The Hide House is a 200,000-square-foot complex that started out as a metal stove and bed factory in 1898 and was slowly built up by a rotating cast of industrial tenants. The last major construction occurred in the mid-1940s when J. Greenebaum Tanning Co. built the Hide House addition on the north end of the complex.
The Wisconsin Historical Society, at the request of building owner General Capital Group LLP, Fox Point, reviewed the building’s history and deemed it not historic by state and federal standards. But Milwaukee city staff Monday said otherwise, arguing all but the newest portions of the building are historic by city standards.
“Differences of opinion can come up,” said Jim Draeger, deputy state historic preservation officer in the state historical society. “But, in the end, there’s always an arbiter.”
In the case of the Hide House, the arbiter was the Milwaukee Historic Preservation Commission, which gave the building temporary historic protection. Of the entire complex, only the Greenebaum addition is threatened by demolition in General Capital Group’s plan to build low-income apartments, condominiums and offices on the property.
“We’re trying to take care of an eyesore at the very north end that has been declared nondescript,” said Steve Schnoll, executive vice president of General Capital, which can appeal the Historic Preservation Commission’s decision to the Milwaukee Common Council.
Draeger said the state judges a building’s historic importance by comparing it to similar buildings that are still standing.
“That’s the way you try to assess,” he said, “because every building has a history and, if they’ve stuck around long enough, that history becomes significant, or they accumulate a story of their own.”

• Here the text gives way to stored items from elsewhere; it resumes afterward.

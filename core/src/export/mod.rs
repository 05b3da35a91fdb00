/*
 * mod.rs
 * Copyright (C) 2026 Chris Burdess
 *
 * This file is part of Mailsift, a filtered mailbox retrieval service.
 *
 * Mailsift is free software: you can redistribute it and/or modify
 * it under the terms of the GNU General Public License as published by
 * the Free Software Foundation, either version 3 of the License, or
 * (at your option) any later version.
 *
 * Mailsift is distributed in the hope that it will be useful,
 * but WITHOUT ANY WARRANTY; without even the implied warranty of
 * MERCHANTABILITY or FITNESS FOR A PARTICULAR PURPOSE.  See the
 * GNU General Public License for more details.
 *
 * You should have received a copy of the GNU General Public License
 * along with Mailsift.  If not, see <http://www.gnu.org/licenses/>.
 */

//! Persisting record sets as named artifacts (JSON listing or CSV table) under one output root.
//!
//! Artifact names come from the caller or from the local wall clock at one-second resolution;
//! an existing file with the same name is overwritten.

use std::path::{Path, PathBuf};

use chrono::{Local, NaiveDateTime};
use tracing::info;

use crate::error::{MailsiftError, Result};
use crate::record::{MessageRecord, RECORD_FIELDS};

/// URL prefix under which the outer request layer serves stored artifacts.
pub const DOWNLOAD_PREFIX: &str = "/exports/";

#[derive(Debug, Clone, Copy, PartialEq, Eq)]
pub enum ExportFormat {
    Json,
    Csv,
}

impl ExportFormat {
    /// `csv` (any case) selects CSV; every other value means JSON.
    pub fn from_param(value: &str) -> Self {
        if value.trim().eq_ignore_ascii_case("csv") {
            ExportFormat::Csv
        } else {
            ExportFormat::Json
        }
    }

    pub fn extension(self) -> &'static str {
        match self {
            ExportFormat::Json => ".json",
            ExportFormat::Csv => ".csv",
        }
    }
}

/// A stored export. `name` is what callers use to retrieve it later.
#[derive(Debug, Clone, PartialEq, Eq)]
pub struct ExportArtifact {
    pub name: String,
    pub format: ExportFormat,
    pub path: PathBuf,
}

impl ExportArtifact {
    pub fn download_url(&self) -> String {
        format!("{}{}", DOWNLOAD_PREFIX, self.name)
    }
}

/// Writes artifacts into, and finds them in, a single output root.
#[derive(Debug, Clone)]
pub struct Exporter {
    root: PathBuf,
}

impl Exporter {
    pub fn new(root: impl Into<PathBuf>) -> Self {
        Self { root: root.into() }
    }

    pub fn root(&self) -> &Path {
        &self.root
    }

    /// Serialize `records` in `format` and store them under the chosen name.
    pub async fn export(
        &self,
        records: &[MessageRecord],
        format: ExportFormat,
        filename: Option<&str>,
    ) -> Result<ExportArtifact> {
        let name = artifact_name(filename, format, Local::now().naive_local())?;
        let bytes = match format {
            ExportFormat::Json => render_json(records)?,
            ExportFormat::Csv => render_csv(records).into_bytes(),
        };
        tokio::fs::create_dir_all(&self.root)
            .await
            .map_err(|e| MailsiftError::Export(format!("{}: {}", self.root.display(), e)))?;
        let path = self.root.join(&name);
        tokio::fs::write(&path, &bytes)
            .await
            .map_err(|e| MailsiftError::Export(format!("{}: {}", path.display(), e)))?;
        info!(name = %name, path = %path.display(), count = records.len(), "artifact written");
        Ok(ExportArtifact { name, format, path })
    }

    /// Path of a stored artifact. Names carrying directory components are rejected.
    pub async fn locate(&self, name: &str) -> Result<PathBuf> {
        if name.is_empty() || name.contains(['/', '\\']) || name == "." || name == ".." {
            return Err(MailsiftError::ArtifactNotFound(name.to_string()));
        }
        let path = self.root.join(name);
        match tokio::fs::metadata(&path).await {
            Ok(meta) if meta.is_file() => Ok(path),
            _ => Err(MailsiftError::ArtifactNotFound(name.to_string())),
        }
    }
}

/// Name for a new artifact. A supplied name is reduced to its final path component and kept
/// as is when it already ends in `.json` or `.csv` (any case); otherwise the format's extension
/// is appended. Without a name, `emails_<YYYYmmdd_HHMMSS>` from `now` is used.
pub fn artifact_name(filename: Option<&str>, format: ExportFormat, now: NaiveDateTime) -> Result<String> {
    let base = match filename.map(str::trim).filter(|f| !f.is_empty()) {
        Some(requested) => Path::new(requested)
            .file_name()
            .and_then(|n| n.to_str())
            .map(str::to_string)
            .ok_or_else(|| MailsiftError::InvalidParameter(format!("filename: {}", requested)))?,
        None => format!("emails_{}", now.format("%Y%m%d_%H%M%S")),
    };
    let lower = base.to_ascii_lowercase();
    if lower.ends_with(".json") || lower.ends_with(".csv") {
        Ok(base)
    } else {
        Ok(base + format.extension())
    }
}

/// Pretty-printed JSON array, two-space indent, non-ASCII written verbatim.
fn render_json(records: &[MessageRecord]) -> Result<Vec<u8>> {
    Ok(serde_json::to_vec_pretty(records)?)
}

/// CSV with a header row, CRLF line ends, quoting only where needed.
fn render_csv(records: &[MessageRecord]) -> String {
    let mut out = String::new();
    push_row(&mut out, RECORD_FIELDS);
    for record in records {
        push_row(&mut out, record.values());
    }
    out
}

fn push_row(out: &mut String, fields: [&str; 7]) {
    for (i, field) in fields.iter().enumerate() {
        if i > 0 {
            out.push(',');
        }
        out.push_str(&csv_escape(field));
    }
    out.push_str("\r\n");
}

fn csv_escape(field: &str) -> String {
    if field.contains([',', '"', '\r', '\n']) {
        format!("\"{}\"", field.replace('"', "\"\""))
    } else {
        field.to_string()
    }
}

#[cfg(test)]
mod tests {
    use super::*;
    use chrono::NaiveDate;

    fn noon() -> NaiveDateTime {
        NaiveDate::from_ymd_opt(2025, 10, 14).unwrap().and_hms_opt(9, 5, 7).unwrap()
    }

    fn sample() -> Vec<MessageRecord> {
        vec![MessageRecord {
            uid: "812".into(),
            seq: "4".into(),
            from: "\"Doe, Jane\" <jane@example.com>".into(),
            subject: "Résumé".into(),
            date: "2025-10-14T01:15:00+00:00".into(),
            message_id: "<m1@example.com>".into(),
            snippet: "line one".into(),
        }]
    }

    #[test]
    fn naming_policy() {
        assert_eq!(artifact_name(None, ExportFormat::Json, noon()).unwrap(), "emails_20251014_090507.json");
        assert_eq!(artifact_name(Some(""), ExportFormat::Csv, noon()).unwrap(), "emails_20251014_090507.csv");
        assert_eq!(artifact_name(Some("report"), ExportFormat::Csv, noon()).unwrap(), "report.csv");
        assert_eq!(artifact_name(Some("Report.JSON"), ExportFormat::Csv, noon()).unwrap(), "Report.JSON");
        assert_eq!(artifact_name(Some("../../etc/x.csv"), ExportFormat::Csv, noon()).unwrap(), "x.csv");
        assert!(artifact_name(Some(".."), ExportFormat::Json, noon()).is_err());
    }

    #[test]
    fn csv_layout() {
        let csv = render_csv(&sample());
        let mut lines = csv.split("\r\n");
        assert_eq!(lines.next(), Some("uid,seq,from,subject,date,message_id,snippet"));
        assert_eq!(
            lines.next(),
            Some("812,4,\"\"\"Doe, Jane\"\" <jane@example.com>\",Résumé,2025-10-14T01:15:00+00:00,<m1@example.com>,line one")
        );
        assert_eq!(lines.next(), Some(""));
    }

    #[tokio::test]
    async fn export_and_locate() {
        let dir = tempfile::tempdir().unwrap();
        let exporter = Exporter::new(dir.path().join("exports"));

        let artifact = exporter.export(&sample(), ExportFormat::Json, Some("batch")).await.unwrap();
        assert_eq!(artifact.name, "batch.json");
        assert_eq!(artifact.download_url(), "/exports/batch.json");
        let written = std::fs::read_to_string(&artifact.path).unwrap();
        assert!(written.starts_with("[\n  {\n    \"uid\": \"812\""));
        assert!(written.contains("Résumé"));
        let parsed: Vec<MessageRecord> = serde_json::from_str(&written).unwrap();
        assert_eq!(parsed, sample());

        assert_eq!(exporter.locate("batch.json").await.unwrap(), artifact.path);
        assert!(matches!(
            exporter.locate("missing.json").await,
            Err(MailsiftError::ArtifactNotFound(_))
        ));
        assert!(exporter.locate("../batch.json").await.is_err());
    }

    #[tokio::test]
    async fn same_name_overwrites() {
        let dir = tempfile::tempdir().unwrap();
        let exporter = Exporter::new(dir.path());
        exporter.export(&sample(), ExportFormat::Csv, Some("dup.csv")).await.unwrap();
        let second = exporter.export(&[], ExportFormat::Csv, Some("dup.csv")).await.unwrap();
        let text = std::fs::read_to_string(second.path).unwrap();
        assert_eq!(text, "uid,seq,from,subject,date,message_id,snippet\r\n");
    }
}
/*
 * snippet.rs
 * Copyright (C) 2026 Chris Burdess
 *
 * This file is part of Mailsift, a filtered mailbox retrieval service.
 *
 * Mailsift is free software: you can redistribute it and/or modify
 * it under the terms of the GNU General Public License as published by
 * the Free Software Foundation, either version 3 of the License, or
 * (at your option) any later version.
 *
 * Mailsift is distributed in the hope that it will be useful,
 * but WITHOUT ANY WARRANTY; without even the implied warranty of
 * MERCHANTABILITY or FITNESS FOR A PARTICULAR PURPOSE.  See the
 * GNU General Public License for more details.
 *
 * You should have received a copy of the GNU General Public License
 * along with Mailsift.  If not, see <http://www.gnu.org/licenses/>.
 */

//! Snippet body selection from raw RFC 822 / MIME bytes.
//!
//! For a multipart message the first `text/plain` part (in document order, at any depth) whose
//! Content-Disposition does not mention "attachment" supplies the text. A single-part message
//! supplies its own content when it is textual.

use crate::mime::content_disposition::marks_attachment;
use crate::mime::content_type::{parse_content_type, ContentType};
use crate::mime::handler::{MimeHandler, MimeParseError};
use crate::mime::parser::MimeParser;
use crate::mime::rfc2047::charset_bytes_to_string;
use crate::mime::utils::collapse_whitespace;

/// Longest snippet, in characters.
pub const SNIPPET_MAX_CHARS: usize = 200;

/// Text of the part chosen for the snippet, decoded to a string. None when no part qualifies.
pub fn select_snippet_text(raw: &[u8]) -> Result<Option<String>, MimeParseError> {
    let mut parser = MimeParser::new(SnippetCollector::default());
    parser.receive(raw)?;
    parser.close()?;
    Ok(parser.into_inner().selected)
}

/// Collapse whitespace runs and cut to `SNIPPET_MAX_CHARS` characters.
pub fn make_snippet(text: &str) -> String {
    collapse_whitespace(text).chars().take(SNIPPET_MAX_CHARS).collect()
}

#[derive(Default)]
struct PartInfo {
    content_type: Option<String>,
    disposition: Option<String>,
}

impl PartInfo {
    /// Parsed Content-Type; absent or malformed means text/plain (RFC 2045 section 5.2).
    fn parsed_type(&self) -> ContentType {
        self.content_type
            .as_deref()
            .and_then(parse_content_type)
            .unwrap_or_else(ContentType::default_text)
    }
}

#[derive(Default)]
struct SnippetCollector {
    parts: Vec<PartInfo>,
    root_multipart: bool,
    body: Vec<u8>,
    selected: Option<String>,
}

impl MimeHandler for SnippetCollector {
    fn start_entity(&mut self, _boundary: Option<&str>) -> Result<(), MimeParseError> {
        self.parts.push(PartInfo::default());
        self.body.clear();
        Ok(())
    }

    fn content_type(&mut self, value: &str) -> Result<(), MimeParseError> {
        if let Some(part) = self.parts.last_mut() {
            part.content_type = Some(value.to_string());
        }
        if self.parts.len() == 1 {
            self.root_multipart = parse_content_type(value).is_some_and(|ct| ct.is_primary_type("multipart"));
        }
        Ok(())
    }

    fn content_disposition(&mut self, value: &str) -> Result<(), MimeParseError> {
        if let Some(part) = self.parts.last_mut() {
            part.disposition = Some(value.to_string());
        }
        Ok(())
    }

    fn body_content(&mut self, data: &[u8]) -> Result<(), MimeParseError> {
        self.body.extend_from_slice(data);
        Ok(())
    }

    fn end_entity(&mut self, _boundary: Option<&str>) -> Result<(), MimeParseError> {
        let is_root = self.parts.len() == 1;
        let Some(part) = self.parts.pop() else {
            return Ok(());
        };
        let body = std::mem::take(&mut self.body);
        if self.selected.is_some() {
            return Ok(());
        }
        let ct = part.parsed_type();
        let wanted = if is_root {
            !self.root_multipart && ct.is_primary_type("text")
        } else {
            self.root_multipart
                && ct.is_mime_type("text", "plain")
                && !part.disposition.as_deref().is_some_and(marks_attachment)
        };
        if wanted {
            let charset = ct.charset().unwrap_or("us-ascii");
            let text = charset_bytes_to_string(&body, charset)
                .unwrap_or_else(|_| String::from_utf8_lossy(&body).into_owned());
            self.selected = Some(text);
        }
        Ok(())
    }
}
/*
 * criteria.rs
 * Copyright (C) 2026 Chris Burdess
 *
 * This file is part of Mailsift, a filtered mailbox retrieval service.
 *
 * Mailsift is free software: you can redistribute it and/or modify
 * it under the terms of the GNU General Public License as published by
 * the Free Software Foundation, either version 3 of the License, or
 * (at your option) any later version.
 *
 * Mailsift is distributed in the hope that it will be useful,
 * but WITHOUT ANY WARRANTY; without even the implied warranty of
 * MERCHANTABILITY or FITNESS FOR A PARTICULAR PURPOSE.  See the
 * GNU General Public License for more details.
 *
 * You should have received a copy of the GNU General Public License
 * along with Mailsift.  If not, see <http://www.gnu.org/licenses/>.
 */

//! IMAP SEARCH expression built from request filters.

use std::fmt;

use chrono::Duration;

use super::time::{TimeNormalizer, TimeRange};

/// Filters that shape the coarse server-side search.
#[derive(Debug, Clone, Copy, Default)]
pub struct SearchFilters<'a> {
    /// `UNSEEN` when true, otherwise `ALL`.
    pub unseen_only: bool,
    pub sender: Option<&'a str>,
    pub keyword: Option<&'a str>,
    pub range: TimeRange,
}

/// A complete, parenthesized SEARCH expression. Immutable once built.
#[derive(Debug, Clone, PartialEq, Eq)]
pub struct SearchCriteria(String);

impl SearchCriteria {
    /// Scope flag first, then `FROM`, `TEXT`, `SINCE`, `BEFORE` for the filters that are present.
    ///
    /// Date bounds have day granularity: `SINCE` is the local day of `start` (inclusive) and
    /// `BEFORE` the local day of `end + 1 day` (exclusive), so the day holding `end` is searched.
    pub fn build(filters: &SearchFilters<'_>, normalizer: &TimeNormalizer) -> Self {
        let mut parts = vec![if filters.unseen_only { "UNSEEN" } else { "ALL" }.to_string()];
        if let Some(sender) = filters.sender {
            parts.push(format!("FROM \"{}\"", sanitize(sender)));
        }
        if let Some(keyword) = filters.keyword {
            parts.push(format!("TEXT \"{}\"", sanitize(keyword)));
        }
        if let Some(start) = filters.range.start {
            parts.push(format!("SINCE {}", normalizer.imap_day(start)));
        }
        if let Some(end) = filters.range.end {
            parts.push(format!("BEFORE {}", normalizer.imap_day(end + Duration::days(1))));
        }
        Self(format!("({})", parts.join(" ")))
    }

    pub fn as_str(&self) -> &str {
        &self.0
    }
}

impl fmt::Display for SearchCriteria {
    fn fmt(&self, f: &mut fmt::Formatter<'_>) -> fmt::Result {
        f.write_str(&self.0)
    }
}

/// Drop characters that could end the quoted string or the command line.
fn sanitize(value: &str) -> String {
    value.chars().filter(|c| !matches!(c, '"' | '\\' | '\r' | '\n')).collect()
}

#[cfg(test)]
mod tests {
    use super::*;

    #[test]
    fn scope_flag_only() {
        let n = TimeNormalizer::new("UTC");
        let unseen = SearchFilters {
            unseen_only: true,
            ..Default::default()
        };
        assert_eq!(SearchCriteria::build(&unseen, &n).as_str(), "(UNSEEN)");
        assert_eq!(SearchCriteria::build(&SearchFilters::default(), &n).to_string(), "(ALL)");
    }

    #[test]
    fn one_day_in_jakarta() {
        let n = TimeNormalizer::new("Asia/Jakarta");
        let range = TimeRange::resolve(Some("2025-10-14"), Some("2025-10-14"), &n).unwrap();
        let filters = SearchFilters {
            unseen_only: true,
            range,
            ..Default::default()
        };
        assert_eq!(
            SearchCriteria::build(&filters, &n).as_str(),
            "(UNSEEN SINCE 14-Oct-2025 BEFORE 15-Oct-2025)"
        );
    }

    #[test]
    fn full_expression_in_order() {
        let n = TimeNormalizer::new("Asia/Jakarta");
        let range = TimeRange::resolve(Some("2025-10-01 08:00"), Some("2025-10-14 23:59:59"), &n).unwrap();
        let filters = SearchFilters {
            unseen_only: false,
            sender: Some("boss@example.com"),
            keyword: Some("invoice"),
            range,
        };
        assert_eq!(
            SearchCriteria::build(&filters, &n).as_str(),
            "(ALL FROM \"boss@example.com\" TEXT \"invoice\" SINCE 01-Oct-2025 BEFORE 15-Oct-2025)"
        );
    }

    #[test]
    fn quotes_cannot_break_out() {
        let n = TimeNormalizer::new("UTC");
        let filters = SearchFilters {
            unseen_only: true,
            sender: Some("x\" OR ALL \"y"),
            keyword: Some("a\\\"b\r\nc"),
            ..Default::default()
        };
        let criteria = SearchCriteria::build(&filters, &n);
        assert_eq!(criteria.as_str(), "(UNSEEN FROM \"x OR ALL y\" TEXT \"abc\")");
        assert!(criteria.as_str().starts_with("(UNSEEN"));
    }
}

In the case of the Hide House, which was a tannery from 1912 to 1955, the state compared it to other Wisconsin tanneries, Draeger said. The Hide House, he said, did not stand out as exceptional or having a unique affect on history.
The Amity Leather Products Co. tannery in West Bend, for instance, featured state-of-the-art building design and fireproofing for its time and, by the 1930s, was the largest U.S. producer of leather billfolds. The Hide House, just in terms of its scale of operation as a tannery, was modest compared to the Pfister and Vogel or the Gallun tanneries in Milwaukee, Draeger said.
City staff and more than 40 Bay View residents Monday argued that because the Hide House was built over many decades, the building represents multiple generations of working-class Milwaukeeans. As such, they said, the building should have historic protection.
“Preservation tells us about working-class people, tells us stories about how do we do manufacturing, how did we do transportation,” said Carlen Hatala, city of Milwaukee historic preservation planner.
Draeger said his opinion may differ from that of the city Historic Preservation Commission because he works without any influence beyond historical evidence. It’s not bad that arbiters such as the commission consider other factors, he said, but it can lead to different conclusions.
“I think that part of it is that we make decisions in kind of a political vacuum,” he said, “in that people from the neighborhood and those kind of influences, they are not people advocating one way or another when we make a decision.”